By using countries’ internet-connected populations as weights for calculating contributions to aggregate regional and global estimates, we partly offset the bias from countries that have relatively more pageviews but smaller populations. So, for all aggregations above the country level, estimates are derived from stratified samples, and the global internet-connected population (or, specifically, the internet-connected population of all the countries for which we have valid samples) is the human population we can potentially make inferences about most directly.

Finally, the bar charts show each region’s divergences from global values. These divergences are a measure of difference; for pageviews from each region, we’re seeking to quantify how different the estimated region-association proportions are from the corresponding global estimated region-association proportions. We’ll call these global estimates the global baseline.

For example, again looking at pageviews from Northern Africa, we see the region has a divergence score of about 4 for Northern Africa (itself), accompanied by negative divergence scores for most other regions. This means that internet population-weighted pageviews from Northern Africa are much more likely to be of articles associated with Northern Africa than are pageviews in general from any region.

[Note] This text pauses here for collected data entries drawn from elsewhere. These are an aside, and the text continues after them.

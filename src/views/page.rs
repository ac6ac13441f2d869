use crate::config::settings::Settings;
use crate::models::donation::AmountSelector;
use crate::models::payment::PaymentArtifact;
use crate::services::checkout::CheckoutState;
use crate::utils::helpers::{escape_html, format_brl};
use rust_decimal::Decimal;

pub const PAY_LINK_LABEL: &str = "Ir para Pagamento Seguro";
pub const DONATE_LABEL: &str = "Doar Agora";
pub const PIX_LABEL: &str = "Doar com PIX";
pub const CUSTOM_PLACEHOLDER: &str = "Outro valor";
pub const CONTACT_INVITE: &str =
    "Entre em contato pelos links abaixo! Estou à disposição para tirar qualquer dúvida.";

const STYLE: &str = r#"
body{margin:0;font-family:system-ui,sans-serif;background:#f9fafb;color:#111827}
main,section{max-width:960px;margin:0 auto;padding:48px 16px}
h1{font-size:2.75rem;line-height:1.1}h1 span{color:#3b82f6}
.story{font-size:1.125rem;color:#4b5563}
#doar{background:#fff;text-align:center}
.presets{display:grid;grid-template-columns:repeat(4,1fr);gap:16px;margin:32px 0}
.preset{display:block;padding:16px;border-radius:12px;border:2px solid #e5e7eb;font-weight:700;color:#374151;text-decoration:none}
.preset.selected{background:#2563eb;border-color:#2563eb;color:#fff}
input{padding:12px;border-radius:8px;border:1px solid #d1d5db;font-size:1rem}
button{padding:14px 28px;border:0;border-radius:999px;background:#f97316;color:#fff;font-weight:700;font-size:1.1rem;cursor:pointer}
button:disabled{background:#9ca3af;cursor:not-allowed}
.prompt{color:#b91c1c;font-weight:600}
.modal{position:fixed;inset:0;background:rgba(0,0,0,.7);display:flex;align-items:center;justify-content:center;padding:16px}
.modal-card{background:#fff;border-radius:16px;max-width:440px;width:100%;padding:32px;text-align:center;position:relative}
.modal-close{position:absolute;top:16px;right:16px;color:#9ca3af;text-decoration:none}
.pay-link{display:inline-block;margin-top:16px;padding:14px 28px;border-radius:999px;background:#009ee3;color:#fff;font-weight:700;text-decoration:none}
.pix-code{width:100%;font-family:monospace;background:#f3f4f6}
.error{color:#b91c1c}
.raised{font-size:1.25rem;font-weight:700;color:#15803d}
.contacts{display:flex;justify-content:center;gap:24px;margin:16px 0}
.contacts a{color:#2563eb;font-weight:600}
footer{text-align:center;color:#6b7280;padding:32px}
"#;

/// Campaign copy and the optional links around it.
#[derive(Debug, Clone, Copy, Default)]
pub struct Campaign<'a> {
    pub athlete_name: &'a str,
    pub school_name: Option<&'a str>,
    pub school_url: Option<&'a str>,
    pub whatsapp_url: Option<&'a str>,
    pub instagram_url: Option<&'a str>,
    pub email: Option<&'a str>,
}

impl<'a> From<&'a Settings> for Campaign<'a> {
    fn from(settings: &'a Settings) -> Self {
        Self {
            athlete_name: &settings.athlete_name,
            school_name: settings.school_name.as_deref(),
            school_url: settings.school_url.as_deref(),
            whatsapp_url: settings.contact_whatsapp_url.as_deref(),
            instagram_url: settings.contact_instagram_url.as_deref(),
            email: settings.contact_email.as_deref(),
        }
    }
}

impl Campaign<'_> {
    fn school_clause(&self) -> String {
        match (self.school_name, self.school_url) {
            (Some(name), Some(url)) => format!(
                r#" na <a href="{}" target="_blank" rel="noopener noreferrer">{}</a>"#,
                escape_html(url),
                escape_html(name)
            ),
            (Some(name), None) => format!(" na {}", escape_html(name)),
            _ => String::new(),
        }
    }

    /// `(href, aria-label, text)` for every configured contact.
    fn contact_links(&self) -> Vec<(String, &'static str, &'static str)> {
        let mut links = Vec::new();
        if let Some(url) = self.whatsapp_url {
            links.push((url.to_string(), "Link para o WhatsApp", "WhatsApp"));
        }
        if let Some(url) = self.instagram_url {
            links.push((url.to_string(), "Link para o Instagram", "Instagram"));
        }
        if let Some(email) = self.email {
            links.push((format!("mailto:{}", email), "Link para enviar e-mail", "E-mail"));
        }
        links
    }
}

pub struct PageContext<'a> {
    pub campaign: Campaign<'a>,
    pub selector: &'a AmountSelector,
    pub checkout: &'a CheckoutState,
    pub prompt: Option<&'a str>,
    pub raised: Option<Decimal>,
    pub year: i32,
}

/// Query string that reproduces the current selection.
pub fn selection_query(selector: &AmountSelector) -> String {
    if selector.custom_input().is_empty() {
        format!("amount={}", selector.amount())
    } else {
        format!("custom={}", selector.custom_input())
    }
}

pub fn render(ctx: &PageContext<'_>) -> String {
    let mut html = String::with_capacity(8 * 1024);
    let athlete = escape_html(ctx.campaign.athlete_name);

    html.push_str(&format!(
        r#"<!DOCTYPE html>
<html lang="pt-BR">
<head>
<meta charset="utf-8">
<meta name="viewport" content="width=device-width, initial-scale=1">
<title>Rumo aos EUA | Campanha de {athlete}</title>
<style>{STYLE}</style>
</head>
<body>
<main>
<h1>Rumo aos <span>EUA</span>! Me ajude a voar mais alto.</h1>
<p class="story">Me chamo {athlete}, sou atleta de atletismo e ganhei uma bolsa para estudar e competir nos Estados Unidos{school}. Esta campanha cobre a viagem e os primeiros dias por lá. Se não puder contribuir com qualquer valor, compartilhar esta página já ajuda muito!</p>
<p class="story">Obrigado por fazer parte deste sonho.</p>
</main>
"#,
        school = ctx.campaign.school_clause()
    ));

    render_selector(&mut html, ctx);

    if *ctx.checkout != CheckoutState::Idle {
        render_modal(&mut html, ctx);
    }

    render_footer(&mut html, ctx, &athlete);

    html.push_str("</body>\n</html>\n");
    html
}

fn render_selector(html: &mut String, ctx: &PageContext<'_>) {
    let selector = ctx.selector;

    html.push_str(
        r#"<section id="doar">
<h2>Faça parte desta vitória</h2>
"#,
    );

    if let Some(raised) = ctx.raised {
        html.push_str(&format!(
            "<p class=\"raised\">Arrecadado: {}</p>\n",
            format_brl(raised)
        ));
    }

    html.push_str(
        r#"<p>Escolha um valor abaixo ou digite quanto você gostaria de doar.</p>
<div class="presets">
"#,
    );

    for preset in selector.presets() {
        let class = if selector.is_preset_selected(preset) {
            "preset selected"
        } else {
            "preset"
        };
        html.push_str(&format!(
            "<a class=\"{class}\" href=\"/?amount={preset}#doar\">R$ {preset}</a>\n"
        ));
    }

    html.push_str(&format!(
        r##"</div>
<form method="get" action="/#doar">
<input type="text" name="custom" inputmode="numeric" pattern="[0-9]*" placeholder="{CUSTOM_PLACEHOLDER}" value="{custom}">
<button type="submit">Usar valor</button>
</form>
"##,
        custom = escape_html(selector.custom_input())
    ));

    if let Some(prompt) = ctx.prompt {
        html.push_str(&format!(
            "<p class=\"prompt\" role=\"alert\">{}</p>\n",
            escape_html(prompt)
        ));
    }

    let disabled = if selector.can_checkout() { "" } else { " disabled" };
    let (field, value) = if selector.custom_input().is_empty() {
        ("amount", selector.amount().to_string())
    } else {
        ("custom", selector.custom_input().to_string())
    };

    // POST so that reloading or prefetching the page never creates a charge.
    html.push_str(&format!(
        r##"<form method="post" action="/#doar">
<input type="hidden" name="{field}" value="{value}">
<p>Valor selecionado: <strong>{amount}</strong></p>
<button type="submit" name="donate" value="hosted"{disabled}>{DONATE_LABEL}</button>
<button type="submit" name="donate" value="instant"{disabled}>{PIX_LABEL}</button>
</form>
</section>
"##,
        value = escape_html(&value),
        amount = format_brl(selector.amount()),
    ));
}

fn render_modal(html: &mut String, ctx: &PageContext<'_>) {
    let close_href = format!("/?{}#doar", selection_query(ctx.selector));
    let amount = ctx
        .checkout
        .amount()
        .map(format_brl)
        .unwrap_or_default();

    html.push_str(&format!(
        r#"<div class="modal" role="dialog" aria-modal="true">
<div class="modal-card">
<a class="modal-close" href="{close_href}" aria-label="Fechar">&times;</a>
<h2>Sua doação de {amount}</h2>
"#
    ));

    match ctx.checkout {
        CheckoutState::Idle => {}
        CheckoutState::Opening { .. } => {
            html.push_str("<p>Gerando pagamento...</p>\n");
        }
        CheckoutState::Failed { message, .. } => {
            html.push_str(&format!(
                "<p class=\"error\" role=\"alert\">{}</p>\n",
                escape_html(message)
            ));
        }
        CheckoutState::Ready {
            artifact: PaymentArtifact::RedirectCheckout { url, .. },
            ..
        } => {
            html.push_str(&format!(
                r#"<p>Você será levado ao ambiente seguro do Mercado Pago.</p>
<a class="pay-link" href="{}" rel="noopener noreferrer">{PAY_LINK_LABEL}</a>
"#,
                escape_html(url)
            ));
        }
        CheckoutState::Ready {
            artifact:
                PaymentArtifact::PixPayment {
                    qr_code_image_data_uri,
                    copy_paste_code,
                    ..
                },
            ..
        } => {
            html.push_str(&format!(
                r#"<p>Passo 1: escaneie o QR Code</p>
<img src="{}" alt="QR Code para doação PIX" width="200" height="200">
<p>ou copie o código PIX</p>
<input class="pix-code" type="text" readonly value="{}">
<p>Muito obrigado pela sua contribuição!</p>
"#,
                escape_html(qr_code_image_data_uri),
                escape_html(copy_paste_code)
            ));
        }
    }

    html.push_str("</div>\n</div>\n");
}

fn render_footer(html: &mut String, ctx: &PageContext<'_>, athlete: &str) {
    html.push_str("<footer>\n");

    let links = ctx.campaign.contact_links();
    if !links.is_empty() {
        html.push_str(&format!("<p>{CONTACT_INVITE}</p>\n<nav class=\"contacts\">\n"));
        for (href, label, text) in links {
            html.push_str(&format!(
                "<a href=\"{}\" aria-label=\"{label}\" target=\"_blank\" rel=\"noopener noreferrer\">{text}</a>\n",
                escape_html(&href)
            ));
        }
        html.push_str("</nav>\n");
    }

    html.push_str(&format!(
        "<p>&copy; {year} {athlete}. Uma iniciativa de amigos e família. Pagamentos processados pelo Mercado Pago.</p>\n</footer>\n",
        year = ctx.year
    ));
}

#[derive(Debug, Clone, Copy, PartialEq, Eq)]
pub enum PaymentStatusPage {
    Success,
    Failure,
    Pending,
}

impl PaymentStatusPage {
    fn copy(&self) -> (&'static str, &'static str) {
        match self {
            PaymentStatusPage::Success => (
                "Obrigado pela sua doação!",
                "Seu pagamento foi aprovado. Cada contribuição me deixa mais perto do sonho.",
            ),
            PaymentStatusPage::Failure => (
                "O pagamento não foi concluído",
                "Nada foi cobrado. Você pode tentar novamente quando quiser.",
            ),
            PaymentStatusPage::Pending => (
                "Pagamento em processamento",
                "Assim que o Mercado Pago confirmar, sua doação será contabilizada.",
            ),
        }
    }
}

pub fn render_status(page: PaymentStatusPage, athlete_name: &str) -> String {
    let (title, message) = page.copy();

    format!(
        r##"<!DOCTYPE html>
<html lang="pt-BR">
<head>
<meta charset="utf-8">
<meta name="viewport" content="width=device-width, initial-scale=1">
<title>{title}</title>
<style>{STYLE}</style>
</head>
<body>
<main>
<h1>{title}</h1>
<p class="story">{message}</p>
<p><a href="/#doar">Voltar para a campanha de {athlete}</a></p>
</main>
</body>
</html>
"##,
        athlete = escape_html(athlete_name)
    )
}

The type of divergence score we’re using is Log Risk Ratio (using log base 2). It’s straightforward to interpret: if the score is 0, the regional proportion and the global baseline are equal. If it’s positive, the regional proportion is greater than the baseline, and if it’s negative, the opposite is true. Linear increases in absolute value correspond to exponential changes in the ratio between regional and global baseline proportions. In the example above, Northern Africa’s divergence score of 4 for pageviews associated with itself means that (after weighting by internet-connected population) pageviews from that region are 16 times more likely to be associated with Northern Africa than are pageviews from the world overall.

Every region has itself as its highest divergence score. This is what I call a robust-looking result! (I haven’t calculated statistical significances yet, though. The pervasive negative scores for other regions also seem relevant and bear further digging.)

Pageview topic associations

The approach I used for analyzing topic area associations is similar to the one used for region associations. In line with previous research on temporal patterns in pageviews of article topic areas [10], I processed model output into five non-exclusive top-level topic categories: Culture, Geography, History and society, Media and STEM.

Here are plots for the same 12 regions, in 3 images:

Central Asia, Eastern Asia, Eastern Europe, Lat. Am. and the Caribbean

Northern Africa, Northern America, Oceania, South-Eastern Asia

Southern Asia, Sub-Saharan Africa, Western Asia, Western Europe

There are two plots for each region. The first shows the estimated proportions of topic area associations for pageviews from the region. The second plot shows the divergences between the region’s estimated proportions and the estimated proportions of the global baseline. As with region associations, topic-area associations for both region and global estimates are weighted averages, and are calculated from the same per-country samples as were used for region associations.

Note that in the second plots, the scale of the axis showing divergence scores is narrower than the scale used in the plots for region association divergences. Unlike in the case of region associations, the absolute values of divergence scores for topic area associations almost never exceed 1.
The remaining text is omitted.